##### The data #####
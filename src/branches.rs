use crate::cli::CommonArgs;
use crate::github::{FetchError, GithubClient};
use crate::model::RepositoryRef;
use crate::session::build_client;
use anyhow::Context;
use chrono::{DateTime, Duration, NaiveDate, Utc};
use console::style;
use tokio_util::sync::CancellationToken;
use tracing::warn;

#[derive(Debug, Clone, Copy, PartialEq, Eq)]
pub enum Activity {
    /// Head commit at most 30 days old.
    VeryActive,
    /// 31 to 90 days.
    Active,
    /// 91 to 180 days.
    SomewhatStale,
    Stale,
}

pub fn classify(age: Duration) -> Activity {
    if age <= Duration::days(30) {
        Activity::VeryActive
    } else if age <= Duration::days(90) {
        Activity::Active
    } else if age <= Duration::days(180) {
        Activity::SomewhatStale
    } else {
        Activity::Stale
    }
}

#[derive(Debug, Clone, PartialEq, Eq)]
pub struct BranchInfo {
    pub name: String,
    pub days_ago: i64,
    pub last_commit_date: NaiveDate,
    pub last_commit_sha: String,
}

#[derive(Debug, Clone, Default)]
pub struct BranchActivity {
    pub very_active: Vec<BranchInfo>,
    pub active: Vec<BranchInfo>,
    pub somewhat_stale: Vec<BranchInfo>,
    pub stale: Vec<BranchInfo>,
}

impl BranchActivity {
    pub fn push(&mut self, info: BranchInfo, activity: Activity) {
        match activity {
            Activity::VeryActive => self.very_active.push(info),
            Activity::Active => self.active.push(info),
            Activity::SomewhatStale => self.somewhat_stale.push(info),
            Activity::Stale => self.stale.push(info),
        }
    }

    pub fn total(&self) -> usize {
        self.very_active.len() + self.active.len() + self.somewhat_stale.len() + self.stale.len()
    }

    /// Very active plus active.
    pub fn trackable(&self) -> usize {
        self.very_active.len() + self.active.len()
    }
}

/// Classifies up to `sample_size` branches by the age of their head commit.
/// Branches whose head commit cannot be read are logged and skipped.
pub async fn analyze(
    client: &GithubClient,
    repository: &RepositoryRef,
    sample_size: u32,
    now: DateTime<Utc>,
    cancel: &CancellationToken,
) -> Result<BranchActivity, FetchError> {
    let branches = client.list_branches(repository, sample_size, cancel).await?;
    let mut activity = BranchActivity::default();

    for branch in branches {
        let commit = match client.get_commit(repository, &branch.commit.sha, cancel).await {
            Ok(Some(commit)) => commit,
            Ok(None) => continue,
            Err(e) => {
                warn!(branch = %branch.name, error = %e, "Could not read branch head, skipping");
                continue;
            }
        };
        let Some(date) = commit.timestamp() else {
            warn!(branch = %branch.name, "Branch head has no date, skipping");
            continue;
        };

        let age = now - date;
        let info = BranchInfo {
            name: branch.name,
            days_ago: age.num_days(),
            last_commit_date: date.date_naive(),
            last_commit_sha: branch.commit.sha.chars().take(8).collect(),
        };
        activity.push(info, classify(age));
    }

    Ok(activity)
}

pub async fn exec(common: CommonArgs, repository: String, sample_size: u32) -> anyhow::Result<()> {
    let client = build_client(&common).context("Failed to build GitHub client")?;
    let repository: RepositoryRef = repository.parse()?;
    let cancel = CancellationToken::new();

    println!("{} {}", style("Branch Activity Analyzer").bold(), repository);
    println!("Sample size: {sample_size}");
    println!("{}", "─".repeat(60));

    let activity = analyze(&client, &repository, sample_size, Utc::now(), &cancel)
        .await
        .with_context(|| format!("Failed to analyze branches of {repository}"))?;

    output_activity(&activity);
    Ok(())
}

fn pct(part: usize, total: usize) -> f64 {
    if total == 0 {
        0.0
    } else {
        part as f64 / total as f64 * 100.0
    }
}

fn output_activity(activity: &BranchActivity) {
    let total = activity.total();
    println!("\n{}", style(format!("BRANCH ACTIVITY ({total} branches analyzed)")).bold());
    println!("{}", "═".repeat(60));

    let rows = [
        ("Very Active (≤30 days):", activity.very_active.len()),
        ("Active (31-90 days):", activity.active.len()),
        ("Somewhat Stale (91-180 days):", activity.somewhat_stale.len()),
        ("Stale (180+ days):", activity.stale.len()),
    ];
    for (label, count) in rows {
        println!("{label:<32} {count:>3} branches ({:>5.1}%)", pct(count, total));
    }

    let mut very_active = activity.very_active.clone();
    very_active.sort_by_key(|b| b.days_ago);
    output_examples("Very active branches (last 30 days):", &very_active, 5);

    let mut active = activity.active.clone();
    active.sort_by_key(|b| b.days_ago);
    output_examples("Active branches (31-90 days):", &active, 3);

    let mut stale = activity.stale.clone();
    stale.sort_by_key(|b| std::cmp::Reverse(b.days_ago));
    output_examples("Stalest branches (180+ days):", &stale, 3);

    println!("\n{}", style("Recommendations").bold());
    let trackable = activity.trackable();
    if trackable >= 20 {
        println!("  Focus on {trackable} active branches for commit analysis");
        println!(
            "  This covers {:.1}% of branches but likely most recent activity",
            pct(trackable, total)
        );
    } else {
        println!(
            "  Consider including somewhat stale branches (total: {})",
            trackable + activity.somewhat_stale.len()
        );
    }
    println!("  {} stale branches could potentially be cleaned up", activity.stale.len());
    println!(
        "  Recommended search scope: {} branches",
        trackable.min(50)
    );
}

fn output_examples(title: &str, branches: &[BranchInfo], limit: usize) {
    if branches.is_empty() {
        return;
    }
    println!("\n{}", style(title).bold());
    for b in branches.iter().take(limit) {
        let name: String = b.name.chars().take(40).collect();
        println!(
            "  {name:<40} - {:>3} days ago ({}, {})",
            b.days_ago,
            b.last_commit_date,
            style(&b.last_commit_sha).dim()
        );
    }
}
#####
Out of the records above, pull the lines that include the word "VeryActive".

* [Exercise output]
    VeryActive,
        Activity::VeryActive
            Activity::VeryActive => self.very_active.push(info),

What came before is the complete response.